= Exercise brief =
From the entries that follow, work out how many lines contain "ScreeningMethod". Write the number only.

= Extracted information =
---

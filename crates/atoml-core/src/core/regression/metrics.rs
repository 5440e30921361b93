use super::{RegressionError, check_rows};
use serde::Serialize;

/// Aggregate absolute errors of a set of predictions.
#[derive(Debug, Clone, Copy, PartialEq, Serialize)]
pub struct ErrorSummary {
    pub rmse: f64,
    pub mae: f64,
    pub max_abs: f64,
    pub count: usize,
}

impl ErrorSummary {
    pub fn compute(predicted: &[f64], actual: &[f64]) -> Result<Self, RegressionError> {
        check_rows("error summary", actual.len(), predicted.len())?;
        if actual.is_empty() {
            return Err(RegressionError::EmptyInput);
        }
        let count = actual.len();
        let (sq, abs, max_abs) = predicted.iter().zip(actual).fold(
            (0.0, 0.0, 0.0f64),
            |(sq, abs, max), (p, a)| {
                let e = (p - a).abs();
                (sq + e * e, abs + e, max.max(e))
            },
        );
        Ok(Self {
            rmse: (sq / count as f64).sqrt(),
            mae: abs / count as f64,
            max_abs,
            count,
        })
    }
}

/// Root-mean-square error.
pub fn rmse(predicted: &[f64], actual: &[f64]) -> Result<f64, RegressionError> {
    ErrorSummary::compute(predicted, actual).map(|s| s.rmse)
}
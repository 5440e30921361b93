use super::config::BuilderConfig;
use super::error::EngineError;
use super::progress::{Progress, ProgressReporter};
use crate::core::features::expansion::expand;
use crate::core::features::preprocess::{clean_zero, standardize};
use crate::core::io::feature_store::{DataRole, FeatureSpace, FeatureStore};
use crate::core::models::matrix::FeatureMatrix;
use crate::core::regression::gp::{GaussianProcess, GpOptions};
use crate::core::regression::kernel::Kernel;
use crate::core::regression::metrics::rmse;
use crate::core::regression::ridge::{RidgeModel, RidgeOptions};
use crate::core::selection::lasso::lasso;
use crate::core::selection::pca::pca;
use crate::core::selection::screening::{iterative_screening, robust_rank_screening};
use crate::core::selection::screening::{ScreeningMethod, sure_independence_screening};
use nalgebra::{DMatrix, DVector};
use serde::Serialize;
use std::path::PathBuf;
use tracing::{debug, info, instrument};

/// Training and test data handed to the builder.
#[derive(Debug, Clone, Copy)]
pub struct BuildInput<'a> {
    pub train: &'a FeatureMatrix,
    pub train_target: &'a [f64],
    pub train_ids: &'a [String],
    pub test: &'a FeatureMatrix,
    pub test_target: &'a [f64],
    pub test_ids: &'a [String],
}

/// Best principal-component reduction seen during the size search.
#[derive(Debug, Clone, Copy, PartialEq, Serialize)]
pub struct PcaOptimum {
    pub rmse: f64,
    pub components: usize,
    pub features: usize,
}

#[derive(Debug, Clone, PartialEq, Serialize)]
pub struct SizeSearch {
    pub best_size: usize,
    pub best_rmse: f64,
    pub pca: Option<PcaOptimum>,
}

#[derive(Debug, Clone, PartialEq, Serialize)]
pub struct BuildReport {
    pub original_features: usize,
    pub expanded_features: Option<usize>,
    pub cleaned_features: usize,
    pub initial_rmse: Option<f64>,
    pub screened_features: Option<usize>,
    pub ridge_rmse: f64,
    pub lasso_rmse: Option<f64>,
    pub lasso_features: usize,
    pub size_search: Option<SizeSearch>,
    pub selected_features: usize,
    pub stored_tables: Vec<PathBuf>,
}

#[derive(Debug, Clone, PartialEq)]
pub struct BuildOutput {
    pub train: FeatureMatrix,
    pub test: FeatureMatrix,
    pub report: BuildReport,
}

/// Proposes a reduced feature space that a Gaussian process predicts well from.
pub struct ModelBuilder<'a> {
    config: &'a BuilderConfig,
    reporter: &'a ProgressReporter<'a>,
}

fn check_rows(context: &'static str, expected: usize, found: usize) -> Result<(), EngineError> {
    if expected == found {
        Ok(())
    } else {
        Err(EngineError::DimensionMismatch {
            context,
            expected,
            found,
        })
    }
}

impl<'a> ModelBuilder<'a> {
    pub fn new(config: &'a BuilderConfig, reporter: &'a ProgressReporter<'a>) -> Self {
        Self { config, reporter }
    }

    #[instrument(skip_all, name = "model_builder")]
    pub fn build(&self, input: BuildInput) -> Result<BuildOutput, EngineError> {
        check_rows("training targets", input.train.nrows(), input.train_target.len())?;
        check_rows("training ids", input.train.nrows(), input.train_ids.len())?;
        check_rows("test targets", input.test.nrows(), input.test_target.len())?;
        check_rows("test ids", input.test.nrows(), input.test_ids.len())?;
        check_rows("test features", input.train.ncols(), input.test.ncols())?;
        if input.train.nrows() < 2 || input.test.nrows() == 0 {
            return Err(EngineError::InsufficientData {
                context: "model building",
                required: 2,
                available: input.train.nrows().min(input.test.nrows()),
            });
        }

        let store = self
            .config
            .store
            .as_ref()
            .map(FeatureStore::open)
            .transpose()?;
        let mut stored_tables = Vec::new();
        if let Some(store) = &store {
            stored_tables.extend(Self::store_pair(store, FeatureSpace::Original, &input, input.train, input.test)?);
        }

        // === Phase 1: Expansion ===
        let (train, test, expanded_features) = if self.config.expand {
            self.reporter.report(Progress::PhaseStart { name: "Expansion" });
            let (a, b) = self.config.exponents;
            let train = expand(input.train, a, b)?;
            let test = expand(input.test, a, b)?;
            if let Some(store) = &store {
                stored_tables.extend(Self::store_pair(store, FeatureSpace::Expanded, &input, &train, &test)?);
            }
            info!(features = train.ncols(), "Feature space expanded.");
            self.reporter.report(Progress::PhaseFinish);
            let width = train.ncols();
            (train, test, Some(width))
        } else {
            (input.train.clone(), input.test.clone(), None)
        };

        // === Phase 2: Cleaning and standardisation ===
        self.reporter.report(Progress::PhaseStart {
            name: "Preprocessing",
        });
        let (train, test) = if self.config.clean_features {
            let cleaned = clean_zero(&train, Some(&test))?;
            debug!(removed = cleaned.removed.len(), "Zero-variance features removed.");
            let test = cleaned.test.ok_or_else(|| EngineError::Internal("test matrix dropped".into()))?;
            (cleaned.train, test)
        } else {
            (train, test)
        };
        let scaled = standardize(&train, Some(&test))?;
        let (mut train, mut test) = (
            scaled.train,
            scaled.test.ok_or_else(|| EngineError::Internal("test matrix dropped".into()))?,
        );
        let cleaned_features = train.ncols();
        self.reporter.report(Progress::Message(format!(
            "{} feature(s) after cleaning",
            cleaned_features
        )));
        self.reporter.report(Progress::PhaseFinish);

        if let Some(size) = self.config.size {
            if cleaned_features <= size {
                return Err(EngineError::InsufficientData {
                    context: "reduction to the requested size (after cleaning)",
                    required: size + 1,
                    available: cleaned_features,
                });
            }
        }
        if cleaned_features == 0 {
            return Err(EngineError::InsufficientData {
                context: "model building (features after cleaning)",
                required: 1,
                available: 0,
            });
        }

        let initial_rmse = if self.config.initial_prediction {
            let error = self.trial_rmse(&train, input.train_target, &test, input.test_target)?;
            info!(rmse = error, features = cleaned_features, "Initial model evaluated.");
            Some(error)
        } else {
            None
        };

        // === Phase 3: Screening ===
        let n = train.nrows();
        let screened_features = if train.ncols() > n {
            self.reporter.report(Progress::PhaseStart { name: "Screening" });
            let rejected = self.screen(&train, input.train_target)?;
            train = train.remove_columns(&rejected);
            test = test.remove_columns(&rejected);
            info!(kept = train.ncols(), method = %self.config.screening_method, "Features screened.");
            self.reporter.report(Progress::Message(format!(
                "{} screening kept {} of {} feature(s)",
                self.config.screening_method,
                train.ncols(),
                cleaned_features
            )));
            self.reporter.report(Progress::PhaseFinish);
            Some(train.ncols())
        } else {
            None
        };

        // === Phase 4: Ranking ===
        self.reporter.report(Progress::PhaseStart { name: "Ranking" });
        let target = DVector::from_column_slice(input.train_target);
        let ridge = RidgeModel::fit(train.data(), &target, &RidgeOptions::default())?;
        let ridge_predictions: Vec<f64> = ridge.predict(test.data())?.iter().copied().collect();
        let ridge_rmse = rmse(&ridge_predictions, input.test_target)?;

        let lasso_result = lasso(
            input.train_target,
            train.data(),
            Some((test.data(), input.test_target)),
            &self.config.lasso_options(),
        )?;
        info!(
            ridge_rmse,
            lasso_rmse = lasso_result.best_error,
            lasso_features = lasso_result.min_features,
            "Features ranked."
        );
        self.reporter.report(Progress::Message(format!(
            "Ridge RMSE {:.4}, lasso keeps {} feature(s)",
            ridge_rmse, lasso_result.min_features
        )));
        self.reporter.report(Progress::PhaseFinish);

        // === Phase 5: Size selection ===
        let d = train.ncols();
        let order = &lasso_result.order;
        let (best_size, size_search) = if self.config.optimize {
            let search = self.search_size(&train, input.train_target, &test, input.test_target, order)?;
            (search.best_size, Some(search))
        } else {
            (self.config.size.unwrap_or(d).min(d), None)
        };

        let mut keep = order[..best_size].to_vec();
        keep.sort_unstable();
        let train = train.select_columns(&keep);
        let test = test.select_columns(&keep);
        info!(features = best_size, "Feature space reduced.");
        self.reporter
            .report(Progress::Message(format!("Selected {} feature(s)", best_size)));
        if let Some(store) = &store {
            stored_tables.extend(Self::store_pair(store, FeatureSpace::Selected, &input, &train, &test)?);
        }

        Ok(BuildOutput {
            train,
            test,
            report: BuildReport {
                original_features: input.train.ncols(),
                expanded_features,
                cleaned_features,
                initial_rmse,
                screened_features,
                ridge_rmse,
                lasso_rmse: lasso_result.best_error,
                lasso_features: lasso_result.min_features,
                size_search,
                selected_features: best_size,
                stored_tables,
            },
        })
    }

    fn store_pair(
        store: &FeatureStore,
        space: FeatureSpace,
        input: &BuildInput,
        train: &FeatureMatrix,
        test: &FeatureMatrix,
    ) -> Result<Vec<PathBuf>, EngineError> {
        Ok(vec![
            store.write_table(DataRole::Train, space, input.train_ids, train, Some(input.train_target))?,
            store.write_table(DataRole::Test, space, input.test_ids, test, Some(input.test_target))?,
        ])
    }

    /// Test RMSE of the trial Gaussian process with the configured width and noise.
    fn trial_rmse(
        &self,
        train: &FeatureMatrix,
        train_target: &[f64],
        test: &FeatureMatrix,
        test_target: &[f64],
    ) -> Result<f64, EngineError> {
        self.trial_rmse_raw(train.data(), train_target, test.data(), test_target)
    }

    fn trial_rmse_raw(
        &self,
        train: &DMatrix<f64>,
        train_target: &[f64],
        test: &DMatrix<f64>,
        test_target: &[f64],
    ) -> Result<f64, EngineError> {
        let kernel = Kernel::squared_exponential(self.config.width, 1.0)?;
        let options = GpOptions {
            optimize_hyperparameters: false,
            standardize_target: true,
            max_iterations: 0,
        };
        let gp = GaussianProcess::fit(
            train,
            &DVector::from_column_slice(train_target),
            &kernel,
            self.config.regularization,
            &options,
        )?;
        let prediction: Vec<f64> = gp.predict(test, false)?.mean.iter().copied().collect();
        Ok(rmse(&prediction, test_target)?)
    }

    /// Screens down to as many features as training records; iteratively when there
    /// are more than twice as many features.
    fn screen(&self, train: &FeatureMatrix, target: &[f64]) -> Result<Vec<usize>, EngineError> {
        let n = train.nrows();
        let d = train.ncols();
        let screening = if d > 2 * n {
            let step = ((d as f64 / n as f64).ln().sqrt().round() as usize).max(1);
            debug!(step, "Using iterative screening.");
            iterative_screening(
                target,
                train.data(),
                n,
                step,
                self.config.screening_method,
                self.config.screening_correlation,
            )?
        } else {
            match self.config.screening_method {
                ScreeningMethod::Rrcs => robust_rank_screening(
                    target,
                    train.data(),
                    n,
                    self.config.screening_correlation,
                )?,
                ScreeningMethod::Sis => sure_independence_screening(target, train.data(), n)?,
            }
        };
        Ok(screening.rejected)
    }

    fn search_size(
        &self,
        train: &FeatureMatrix,
        train_target: &[f64],
        test: &FeatureMatrix,
        test_target: &[f64],
        order: &[usize],
    ) -> Result<SizeSearch, EngineError> {
        let limit = train.nrows().min(train.ncols());
        self.reporter.report(Progress::PhaseStart {
            name: "Size Optimisation",
        });
        self.reporter.report(Progress::TaskStart {
            total_steps: limit as u64,
        });

        let mut best = (f64::INFINITY, 1);
        let mut best_pca: Option<PcaOptimum> = None;
        for s in 1..=limit {
            let reduced_train = train.select_columns(&order[..s]);
            let reduced_test = test.select_columns(&order[..s]);
            let error = self.trial_rmse(&reduced_train, train_target, &reduced_test, test_target)?;
            if error < best.0 {
                best = (error, s);
            }

            for c in 1..s {
                let projection = pca(reduced_train.data(), Some(reduced_test.data()), c)?;
                let projected_test = projection
                    .test
                    .ok_or_else(|| EngineError::Internal("pca dropped test data".into()))?;
                let error =
                    self.trial_rmse_raw(&projection.train, train_target, &projected_test, test_target)?;
                if best_pca.is_none_or(|p| error < p.rmse) {
                    best_pca = Some(PcaOptimum {
                        rmse: error,
                        components: c,
                        features: s,
                    });
                }
            }
            self.reporter.report(Progress::TaskIncrement);
        }

        self.reporter.report(Progress::TaskFinish);
        self.reporter.report(Progress::PhaseFinish);
        info!(
            best_size = best.1,
            best_rmse = best.0,
            pca_rmse = best_pca.map(|p| p.rmse),
            "Size search finished."
        );
        Ok(SizeSearch {
            best_size: best.1,
            best_rmse: best.0,
            pca: best_pca,
        })
    }
}
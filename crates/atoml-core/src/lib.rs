//! # ATOML Core Library
//!
//! Atomistic machine learning for molecular and surface property prediction: fixed-width
//! structure fingerprints, ridge and Gaussian process regression, feature selection,
//! hierarchical cross-validation and nudged elastic band path search.
//!
//! ## Architectural Philosophy
//!
//! The library follows a three-layer architecture.
//!
//! - **[`core`]: The Foundation.** Stateless data models (`Structure`, `Dataset`,
//!   `FeatureMatrix`), file formats, fingerprint generators and the pure numerical
//!   routines for regression and feature selection.
//!
//! - **[`engine`]: The Logic Core.** Configuration, error types, progress reporting and the
//!   stateful procedures built on top of `core`: data splitting, hierarchical validation,
//!   the feature-reducing model builder and the NEB driver.
//!
//! - **[`workflows`]: The Public API.** Complete procedures (predict, learning curve, model
//!   building, NEB) that tie `engine` and `core` together for end users.

pub mod core;
pub mod engine;
pub mod workflows;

---

= Output of the exercise =
3